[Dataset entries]
········
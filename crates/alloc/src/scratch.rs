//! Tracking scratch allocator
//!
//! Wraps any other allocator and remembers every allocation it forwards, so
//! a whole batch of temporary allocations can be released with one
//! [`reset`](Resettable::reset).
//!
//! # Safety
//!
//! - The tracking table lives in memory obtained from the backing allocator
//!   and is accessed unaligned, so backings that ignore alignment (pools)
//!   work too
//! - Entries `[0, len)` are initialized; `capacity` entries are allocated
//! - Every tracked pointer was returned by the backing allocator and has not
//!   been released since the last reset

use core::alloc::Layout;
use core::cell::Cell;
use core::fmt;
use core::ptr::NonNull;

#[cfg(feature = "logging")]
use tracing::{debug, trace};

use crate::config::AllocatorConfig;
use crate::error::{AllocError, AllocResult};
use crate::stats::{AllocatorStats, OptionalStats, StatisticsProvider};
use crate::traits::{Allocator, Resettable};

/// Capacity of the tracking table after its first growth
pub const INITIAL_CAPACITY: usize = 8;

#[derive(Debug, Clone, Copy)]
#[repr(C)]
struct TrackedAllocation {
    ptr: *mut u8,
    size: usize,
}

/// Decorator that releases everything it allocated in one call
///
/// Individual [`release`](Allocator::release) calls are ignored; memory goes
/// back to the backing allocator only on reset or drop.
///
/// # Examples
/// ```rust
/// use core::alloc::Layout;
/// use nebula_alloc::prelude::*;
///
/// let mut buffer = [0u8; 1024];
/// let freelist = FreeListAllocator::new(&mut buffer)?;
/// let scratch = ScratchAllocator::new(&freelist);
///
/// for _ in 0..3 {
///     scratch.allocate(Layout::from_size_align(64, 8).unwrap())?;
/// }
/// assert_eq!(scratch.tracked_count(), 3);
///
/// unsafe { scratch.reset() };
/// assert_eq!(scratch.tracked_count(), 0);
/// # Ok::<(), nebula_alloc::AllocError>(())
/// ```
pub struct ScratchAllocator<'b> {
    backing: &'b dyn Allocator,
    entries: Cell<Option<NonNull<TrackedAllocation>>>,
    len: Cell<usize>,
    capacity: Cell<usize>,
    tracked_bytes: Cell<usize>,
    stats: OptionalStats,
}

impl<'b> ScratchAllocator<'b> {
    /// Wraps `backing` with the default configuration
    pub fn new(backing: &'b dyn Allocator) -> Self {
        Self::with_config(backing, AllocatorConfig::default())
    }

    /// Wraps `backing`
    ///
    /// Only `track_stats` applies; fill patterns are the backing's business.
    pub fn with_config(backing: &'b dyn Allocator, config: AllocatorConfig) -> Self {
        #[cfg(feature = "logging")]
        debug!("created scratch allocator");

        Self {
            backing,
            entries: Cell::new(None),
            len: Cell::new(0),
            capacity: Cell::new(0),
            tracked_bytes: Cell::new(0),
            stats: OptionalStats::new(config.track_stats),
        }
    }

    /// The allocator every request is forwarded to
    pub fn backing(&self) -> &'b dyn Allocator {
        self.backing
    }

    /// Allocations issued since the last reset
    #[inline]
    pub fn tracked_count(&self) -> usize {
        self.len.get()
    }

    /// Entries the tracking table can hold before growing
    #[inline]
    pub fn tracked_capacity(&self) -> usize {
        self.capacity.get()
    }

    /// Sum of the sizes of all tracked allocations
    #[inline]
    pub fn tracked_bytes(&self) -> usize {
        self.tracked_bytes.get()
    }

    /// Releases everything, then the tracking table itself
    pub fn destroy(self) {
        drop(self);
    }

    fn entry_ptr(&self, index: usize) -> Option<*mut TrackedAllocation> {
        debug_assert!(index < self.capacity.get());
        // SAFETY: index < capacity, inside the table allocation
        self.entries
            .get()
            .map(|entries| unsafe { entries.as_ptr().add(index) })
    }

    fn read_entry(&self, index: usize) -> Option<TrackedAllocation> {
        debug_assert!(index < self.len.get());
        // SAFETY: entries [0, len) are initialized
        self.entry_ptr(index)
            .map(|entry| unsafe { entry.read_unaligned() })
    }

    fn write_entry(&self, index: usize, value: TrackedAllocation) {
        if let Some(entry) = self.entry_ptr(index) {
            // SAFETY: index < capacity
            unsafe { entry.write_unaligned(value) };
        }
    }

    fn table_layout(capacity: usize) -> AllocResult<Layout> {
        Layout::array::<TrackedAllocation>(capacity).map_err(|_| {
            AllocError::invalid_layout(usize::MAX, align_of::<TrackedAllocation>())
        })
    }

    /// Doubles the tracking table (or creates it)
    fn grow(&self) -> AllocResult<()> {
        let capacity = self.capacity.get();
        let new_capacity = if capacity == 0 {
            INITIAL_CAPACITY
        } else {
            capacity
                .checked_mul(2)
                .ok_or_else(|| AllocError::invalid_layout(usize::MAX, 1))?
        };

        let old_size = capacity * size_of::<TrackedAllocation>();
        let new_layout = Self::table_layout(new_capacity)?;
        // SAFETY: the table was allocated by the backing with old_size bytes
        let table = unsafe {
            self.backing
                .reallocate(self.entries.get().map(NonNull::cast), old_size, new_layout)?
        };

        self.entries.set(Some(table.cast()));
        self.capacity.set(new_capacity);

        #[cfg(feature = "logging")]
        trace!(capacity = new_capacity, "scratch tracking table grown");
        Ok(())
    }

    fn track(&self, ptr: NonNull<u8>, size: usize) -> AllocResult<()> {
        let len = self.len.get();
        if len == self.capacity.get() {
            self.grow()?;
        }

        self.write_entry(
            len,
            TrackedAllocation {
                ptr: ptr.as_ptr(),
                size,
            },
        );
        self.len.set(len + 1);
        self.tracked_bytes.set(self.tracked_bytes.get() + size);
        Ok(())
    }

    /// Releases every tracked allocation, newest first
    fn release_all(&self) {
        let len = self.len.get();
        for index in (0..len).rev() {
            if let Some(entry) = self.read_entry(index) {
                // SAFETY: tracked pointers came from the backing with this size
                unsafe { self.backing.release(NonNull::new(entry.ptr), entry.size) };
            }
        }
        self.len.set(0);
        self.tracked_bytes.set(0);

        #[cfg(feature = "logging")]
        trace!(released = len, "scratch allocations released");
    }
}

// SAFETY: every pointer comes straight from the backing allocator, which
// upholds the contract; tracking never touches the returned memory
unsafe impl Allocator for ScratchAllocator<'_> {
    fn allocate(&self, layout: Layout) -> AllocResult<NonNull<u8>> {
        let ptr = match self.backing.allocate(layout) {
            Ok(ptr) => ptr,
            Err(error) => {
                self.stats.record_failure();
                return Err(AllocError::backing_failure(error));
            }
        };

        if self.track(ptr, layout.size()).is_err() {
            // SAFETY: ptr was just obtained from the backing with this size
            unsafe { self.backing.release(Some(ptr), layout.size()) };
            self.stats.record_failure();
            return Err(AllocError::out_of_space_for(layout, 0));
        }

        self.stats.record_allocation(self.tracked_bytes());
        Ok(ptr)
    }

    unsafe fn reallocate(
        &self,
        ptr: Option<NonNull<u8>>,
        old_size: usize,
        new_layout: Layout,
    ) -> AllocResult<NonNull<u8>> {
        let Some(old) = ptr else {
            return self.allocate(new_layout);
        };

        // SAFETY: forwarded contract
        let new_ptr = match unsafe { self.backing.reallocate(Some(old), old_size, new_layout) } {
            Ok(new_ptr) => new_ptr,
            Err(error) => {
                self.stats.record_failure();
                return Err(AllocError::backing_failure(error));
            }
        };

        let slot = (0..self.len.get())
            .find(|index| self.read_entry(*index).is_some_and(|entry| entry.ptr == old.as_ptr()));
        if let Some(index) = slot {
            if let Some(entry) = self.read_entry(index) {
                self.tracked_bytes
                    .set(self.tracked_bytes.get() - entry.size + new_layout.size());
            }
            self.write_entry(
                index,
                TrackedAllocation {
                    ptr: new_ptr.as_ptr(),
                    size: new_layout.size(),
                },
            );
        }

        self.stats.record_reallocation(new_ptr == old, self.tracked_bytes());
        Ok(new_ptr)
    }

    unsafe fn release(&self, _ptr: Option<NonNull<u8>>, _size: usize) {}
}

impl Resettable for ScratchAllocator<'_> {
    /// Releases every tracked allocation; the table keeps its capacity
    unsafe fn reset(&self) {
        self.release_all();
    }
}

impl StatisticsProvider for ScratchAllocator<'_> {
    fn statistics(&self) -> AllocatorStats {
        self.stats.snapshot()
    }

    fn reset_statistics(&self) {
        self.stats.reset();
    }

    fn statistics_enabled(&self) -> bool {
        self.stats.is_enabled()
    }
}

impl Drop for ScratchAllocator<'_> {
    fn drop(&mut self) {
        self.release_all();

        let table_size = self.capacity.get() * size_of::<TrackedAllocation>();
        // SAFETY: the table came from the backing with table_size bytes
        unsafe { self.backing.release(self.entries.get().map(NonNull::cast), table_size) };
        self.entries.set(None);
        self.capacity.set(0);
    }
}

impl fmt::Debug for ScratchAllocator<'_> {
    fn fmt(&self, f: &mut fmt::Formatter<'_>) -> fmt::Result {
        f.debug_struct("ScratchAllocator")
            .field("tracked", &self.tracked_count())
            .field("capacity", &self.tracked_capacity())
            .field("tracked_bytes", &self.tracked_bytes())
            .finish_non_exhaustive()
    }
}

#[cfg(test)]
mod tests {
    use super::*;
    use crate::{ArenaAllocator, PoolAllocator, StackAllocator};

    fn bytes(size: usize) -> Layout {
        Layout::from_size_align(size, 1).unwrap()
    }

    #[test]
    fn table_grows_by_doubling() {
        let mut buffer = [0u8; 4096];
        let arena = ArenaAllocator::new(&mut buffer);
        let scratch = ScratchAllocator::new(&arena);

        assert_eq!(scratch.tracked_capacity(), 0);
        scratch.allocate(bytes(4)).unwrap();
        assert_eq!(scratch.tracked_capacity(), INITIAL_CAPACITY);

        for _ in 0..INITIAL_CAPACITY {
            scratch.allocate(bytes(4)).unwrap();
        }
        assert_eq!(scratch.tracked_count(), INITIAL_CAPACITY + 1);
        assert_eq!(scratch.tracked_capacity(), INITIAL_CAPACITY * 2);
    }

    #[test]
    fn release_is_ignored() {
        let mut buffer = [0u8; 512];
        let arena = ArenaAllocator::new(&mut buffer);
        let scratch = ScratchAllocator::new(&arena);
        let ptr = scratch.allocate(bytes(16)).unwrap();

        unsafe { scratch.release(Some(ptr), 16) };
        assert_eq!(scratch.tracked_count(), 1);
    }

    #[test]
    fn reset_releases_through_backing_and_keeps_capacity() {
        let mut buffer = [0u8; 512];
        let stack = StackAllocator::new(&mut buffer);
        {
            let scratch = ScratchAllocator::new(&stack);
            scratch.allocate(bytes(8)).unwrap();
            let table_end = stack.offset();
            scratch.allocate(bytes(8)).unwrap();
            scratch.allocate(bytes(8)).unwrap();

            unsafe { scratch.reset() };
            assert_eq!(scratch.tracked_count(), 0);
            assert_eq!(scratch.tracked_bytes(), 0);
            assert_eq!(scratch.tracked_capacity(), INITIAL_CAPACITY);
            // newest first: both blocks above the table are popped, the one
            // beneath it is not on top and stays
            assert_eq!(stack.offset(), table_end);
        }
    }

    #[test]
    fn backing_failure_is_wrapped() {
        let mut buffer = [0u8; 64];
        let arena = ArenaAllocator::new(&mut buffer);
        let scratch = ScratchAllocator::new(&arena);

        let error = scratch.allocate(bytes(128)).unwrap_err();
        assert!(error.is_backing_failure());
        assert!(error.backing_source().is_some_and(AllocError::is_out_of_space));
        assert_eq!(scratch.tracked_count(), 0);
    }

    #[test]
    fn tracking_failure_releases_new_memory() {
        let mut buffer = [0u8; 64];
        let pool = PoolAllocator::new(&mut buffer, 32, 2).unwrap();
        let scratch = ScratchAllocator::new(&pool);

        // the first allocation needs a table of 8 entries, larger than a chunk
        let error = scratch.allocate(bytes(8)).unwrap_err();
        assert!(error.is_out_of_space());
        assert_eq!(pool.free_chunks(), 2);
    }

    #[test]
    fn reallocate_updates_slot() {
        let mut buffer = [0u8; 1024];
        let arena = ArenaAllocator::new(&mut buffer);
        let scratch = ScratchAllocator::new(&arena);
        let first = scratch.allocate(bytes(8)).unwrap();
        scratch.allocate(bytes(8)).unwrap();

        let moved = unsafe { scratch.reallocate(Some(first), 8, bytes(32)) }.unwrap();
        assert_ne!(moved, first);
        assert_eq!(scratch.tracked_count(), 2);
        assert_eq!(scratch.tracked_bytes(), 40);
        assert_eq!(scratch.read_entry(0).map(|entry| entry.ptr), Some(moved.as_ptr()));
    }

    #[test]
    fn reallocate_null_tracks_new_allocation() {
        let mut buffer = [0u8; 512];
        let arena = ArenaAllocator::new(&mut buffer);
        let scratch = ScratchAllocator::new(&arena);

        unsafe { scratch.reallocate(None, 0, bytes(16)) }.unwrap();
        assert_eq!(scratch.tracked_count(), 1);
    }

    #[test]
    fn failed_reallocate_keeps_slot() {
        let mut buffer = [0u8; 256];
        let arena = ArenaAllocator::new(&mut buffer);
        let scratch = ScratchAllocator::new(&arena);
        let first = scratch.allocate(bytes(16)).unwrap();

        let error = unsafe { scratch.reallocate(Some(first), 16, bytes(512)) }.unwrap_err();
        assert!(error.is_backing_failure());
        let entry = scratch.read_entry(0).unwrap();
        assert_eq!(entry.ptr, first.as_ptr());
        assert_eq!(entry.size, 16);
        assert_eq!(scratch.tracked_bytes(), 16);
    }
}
········
• Problem
Which lines in the records contain the word "Resettable"? Copy each one.

• Answer below
//! [`reset`](Resettable::reset).
use crate::traits::{Allocator, Resettable};
impl Resettable for ScratchAllocator<'_> {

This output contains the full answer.